In 1991, the American Dental Association began to require that toothpaste manufacturers include the following language on all ADA-Accepted toothpastes: "Do not swallow. Use only a pea-sized amount for children under six. To prevent swallowing, children under six years of age should be supervised in the use of toothpaste." The new FDA labels are consistent with the ADA statements, with the exception of the poison control warning.

"The ADA required its warnings labels to reduce the risk of mild fluorosis, which is a cosmetic defect noticeable as very light spots on permanent teeth and develops only while teeth still are forming," says Dr.

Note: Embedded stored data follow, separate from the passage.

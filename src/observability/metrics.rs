//! Metrics collection and exposition.

use std::net::SocketAddr;

use metrics::gauge;

use crate::ring::AggregateRates;

/// Initialize the Prometheus exporter and its HTTP listener.
pub fn init_metrics(addr: SocketAddr) {
    use metrics_exporter_prometheus::PrometheusBuilder;

    if let Err(e) = PrometheusBuilder::new().with_http_listener(addr).install() {
        tracing::error!(error = %e, "Failed to install Prometheus recorder");
        return;
    }
    tracing::info!("Metrics server listening on http://{}", addr);
}

/// Publish supervisor-pass statistics. No-ops without an installed
/// recorder.
pub fn record_server_stats(clients: usize, rates: &AggregateRates) {
    gauge!("ringstream_clients_connected").set(clients as f64);
    gauge!("ringstream_tx_packet_rate").set(rates.tx_packet_rate);
    gauge!("ringstream_tx_byte_rate").set(rates.tx_byte_rate);
    gauge!("ringstream_rx_packet_rate").set(rates.rx_packet_rate);
    gauge!("ringstream_rx_byte_rate").set(rates.rx_byte_rate);
}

Berman. "Fluorosis occurs only when more than the optimal daily amount of fluoride is ingested."

"Children under six years of age generally are not capable of spitting and they frequently swallow the toothpaste placed on the brush. Parents should monitor the tooth brushing habits of their children until they can perform this skill on their own -- about the age of seven or eight years," says Dr. Berman.

The Chicago Dental Society strongly supports the use of fluoride in community water supplies but urges parents to work with their dentists to make sure their children, as well as themselves, get the appropriate levels of fluoride.